EMERALD: updated results on the impact of duration of prior CDK4/6i  and FDA priority review

The U.S. Food and Drug Administration (FDA) has granted priority review for elacestrant, a selective estrogen receptor degrader (SERD), based on findings from the Phase III EMERALD trial (NCT03778931).1 

Endocrine therapy has become the backbone of treatment for the >70% of breast cancers that are endocrine receptor-positive (ER+)/human epidermal growth factor receptor 2-negative (HER2-).2,3 Yet despite endocrine therapies dramatically improving outcomes for patients with ER+/ HER2- breast cancers, the emergence of resistance– particularly through the acquisition of mutations in the estrogen receptor 1 gene (ESR1) – has become a clinical challenge.35 The second-generation oral SERD elacestrant has demonstrated activity against wild-type and mutant ESR1 breast cancer cell lines and patient-derived xenograft models.6 These models were also resistant to CDK4/6 inhibitors (CDK4/6i),6 which are commonly combined with endocrine therapies.7 

The randomized, open-label, active-controlled EMERALD trial is evaluating elacestrant as second- or third-line monotherapy in ER+, HER2- metastatic breast cancer (MBC) patients who had received prior treatment with one or two lines of endocrine therapy, including a CDK4/6i. The primary endpoints of the study were progression-free survival (PFS) in the overall patient population and in those with ESR1 mutations. MBC patients (n = 478), including 228 with ESR1 mutations, were randomized to receive either elacestrant (n = 239) or standard of care (SOC) with the investigator’s choice of aromatase inhibitor (AI) or fulvestrant (n = 239). 

Updated results on the impact of duration of prior CDK4/6i on PFS were presented by Virginia Kaklamani, MD, of UT Health San Antonio, San Antonio, TX, at the San Antonio Breast Cancer Symposium 2022.  Elacestrant demonstrated a significantly longer median PFS (mPFS) versus SOC in all patients (hazard ratio (HR) [95% confidence interval] = 0.70 [0.55-0.88]; P = 0.002) and in those with ESR1 mutations (HR = 0.55 [0.39-0.77]; P = 0.0005).8 This PFS advantage was positively associated with the duration of prior treatment with CDK4/6i, with longer duration of prior CDK4/6i correlating with longer mPFS on elacestrant, and more pronounced in patients with ESR1 mutant disease (≥six months of prior CDK4/6i: mPFS in all patients = 2.8 months on elacestrant versus 1.9 months on SOC, HR = 0.69 [0.54-0.88], mPFS in ESR1 mutant = 4.1 versus 1.9 months, respectively, HR 0.52 [0.36-0.74]; ≥12 months of prior CDK4/6i: mPFS all = 3.8 versus 1.9 months, respectively, HR = 0.61 [0.45-0.83], mPFS ESR1 mutant = 8.6 versus 1.9 months, respectively, HR = 0.41 [0.26-0.63]; ≥18 months of prior CDK4/6i: mPFS all = 5.5 versus 3.3 months, respectively, HR = 0.70 [0.48-1.02], mPFS ESR1 mutant = 8.6 versus 2.1 months, respectively HR = 0.47 [0.20-0.79]). 

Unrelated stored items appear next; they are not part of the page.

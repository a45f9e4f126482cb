// https://core.telegram.org/bots/api

use std::time::Duration;

use anyhow::{bail, Context};
use article::{to_chat_messages, ArticleService, DEFAULT_LANGUAGE};
use serde::{Deserialize, Serialize};

const TELEGRAM_API_URL: &str = "https://api.telegram.org";
const POLL_TIMEOUT_SECS: u64 = 30;
const MAX_MESSAGE_CHARS: usize = 4096;

pub const WELCOME_MESSAGE: &str = "🇩🇪 Willkommen! Welcome! Добро пожаловать!

I'm your German Article Bot! Send me any German noun, and I'll help you determine the correct article (der, die, das) along with usage examples.

Just type a German word and I'll provide:
• The correct article
• Translation
• Examples in different grammatical cases

Try sending me a word like \"Haus\" or \"Katze\"!";

pub const EMPTY_TEXT_REPLY: &str = "Please send me a German word to analyze.";

pub const FAILURE_REPLY: &str =
    "Sorry, I encountered an error while processing your request. Please try again.";

#[derive(Debug, Clone, Deserialize)]
pub struct Update {
    pub update_id: i64,
    #[serde(default)]
    pub message: Option<Message>,
}

#[derive(Debug, Clone, Deserialize)]
pub struct Message {
    pub chat: Chat,
    #[serde(default)]
    pub from: Option<User>,
    #[serde(default)]
    pub text: Option<String>,
}

#[derive(Debug, Clone, Deserialize)]
pub struct Chat {
    pub id: i64,
}

#[derive(Debug, Clone, Deserialize)]
pub struct User {
    #[serde(default)]
    pub language_code: Option<String>,
}

#[derive(Debug, Serialize)]
struct SendMessage<'a> {
    chat_id: i64,
    text: &'a str,
    parse_mode: &'a str,
}

#[derive(Debug, Deserialize)]
struct ApiResponse<T> {
    ok: bool,
    description: Option<String>,
    result: Option<T>,
}

/// Answers chat messages through the Bot API, fed either by the webhook or by polling.
#[derive(Clone)]
pub struct TelegramBot {
    client: reqwest::Client,
    api_base: String,
    token: String,
    service: ArticleService,
}

impl TelegramBot {
    pub fn new(token: String, service: ArticleService) -> Self {
        Self {
            client: reqwest::Client::new(),
            api_base: TELEGRAM_API_URL.to_string(),
            token,
            service,
        }
    }

    pub fn with_api_base(mut self, api_base: impl Into<String>) -> Self {
        self.api_base = api_base.into().trim_end_matches('/').to_string();
        self
    }

    fn method_url(&self, method: &str) -> String {
        format!("{}/bot{}/{}", self.api_base, self.token, method)
    }

    pub async fn handle_update(&self, update: Update) -> anyhow::Result<()> {
        let Some(message) = update.message else {
            return Ok(());
        };
        let Some(replies) = self.reply_to(&message).await else {
            return Ok(());
        };
        for reply in &replies {
            if let Err(error) = self.send_message(message.chat.id, reply).await {
                if let Err(fallback) = self.send_message(message.chat.id, FAILURE_REPLY).await {
                    tracing::warn!(%fallback, "failed to send failure reply");
                }
                return Err(error);
            }
        }
        Ok(())
    }

    /// `None` for messages without text (stickers, photos...).
    async fn reply_to(&self, message: &Message) -> Option<Vec<String>> {
        let text = message.text.as_deref()?.trim();
        if text == "/start" || text.starts_with("/start ") {
            return Some(vec![WELCOME_MESSAGE.to_string()]);
        }
        if text.is_empty() {
            return Some(vec![EMPTY_TEXT_REPLY.to_string()]);
        }
        let language = message
            .from
            .as_ref()
            .and_then(|user| user.language_code.as_deref())
            .unwrap_or(DEFAULT_LANGUAGE);
        let reply = match self.service.determine_word(text, language).await {
            Ok(response) => to_chat_messages(&response, MAX_MESSAGE_CHARS),
            Err(error) => {
                tracing::error!(word = text, language, %error, "failed to answer chat message");
                vec![FAILURE_REPLY.to_string()]
            }
        };
        Some(reply)
    }

    pub async fn send_message(&self, chat_id: i64, text: &str) -> anyhow::Result<()> {
        let res = self
            .client
            .post(self.method_url("sendMessage"))
            .json(&SendMessage {
                chat_id,
                text,
                parse_mode: "HTML",
            })
            .send()
            .await
            .context("failed to reach Telegram")?;
        let reply: ApiResponse<serde_json::Value> =
            res.json().await.context("failed to decode Telegram reply")?;
        if !reply.ok {
            bail!(
                "Telegram rejected sendMessage: {}",
                reply.description.unwrap_or_default()
            );
        }
        Ok(())
    }

    async fn get_updates(&self, offset: i64) -> anyhow::Result<Vec<Update>> {
        let res = self
            .client
            .get(self.method_url("getUpdates"))
            .query(&[("offset", offset), ("timeout", POLL_TIMEOUT_SECS as i64)])
            .send()
            .await
            .context("failed to reach Telegram")?;
        let reply: ApiResponse<Vec<Update>> =
            res.json().await.context("failed to decode Telegram updates")?;
        if !reply.ok {
            bail!(
                "Telegram rejected getUpdates: {}",
                reply.description.unwrap_or_default()
            );
        }
        Ok(reply.result.unwrap_or_default())
    }

    /// Long-polls for updates forever, answering each one on its own task.
    pub async fn poll(&self) -> anyhow::Result<()> {
        tracing::info!("polling Telegram for updates");
        let mut offset = 0;
        loop {
            let updates = match self.get_updates(offset).await {
                Ok(updates) => updates,
                Err(error) => {
                    tracing::warn!(%error, "failed to fetch updates, retrying");
                    tokio::time::sleep(Duration::from_secs(5)).await;
                    continue;
                }
            };
            for update in updates {
                offset = offset.max(update.update_id + 1);
                let bot = self.clone();
                tokio::spawn(async move {
                    let update_id = update.update_id;
                    if let Err(error) = bot.handle_update(update).await {
                        tracing::error!(update_id, %error, "failed to handle update");
                    }
                });
            }
        }
    }
}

Elacestrant was well tolerated in this second- and third-line setting; most adverse events (AEs) were grade 1/2. Only 3.4% of elacestrant and 0.9% of SOC patients discontinued therapy because of an AE. A small percentage of patients on each therapy received an antiemetic; 8.0%, 3.7%, and 10.3%, on elacestrant, fulvestrant, and AI, respectively. No hematological safety signal was observed, and no patients had sinus bradycardia. These safety data were consistent with previously reported results. 

Secondary endpoints included overall survival (OS), objective response rate (ORR) and duration of response (DOR), for which the outcomes are still being assessed. 

Overall, EMERALD met its primary endpoint, suggesting elacestrant is a potential treatment option for ER+, HER2- MBC patients with endocrine therapy resistance, and particularly in those with ESR1 mutant disease and/or longer duration of prior treatment with CDK4/6i.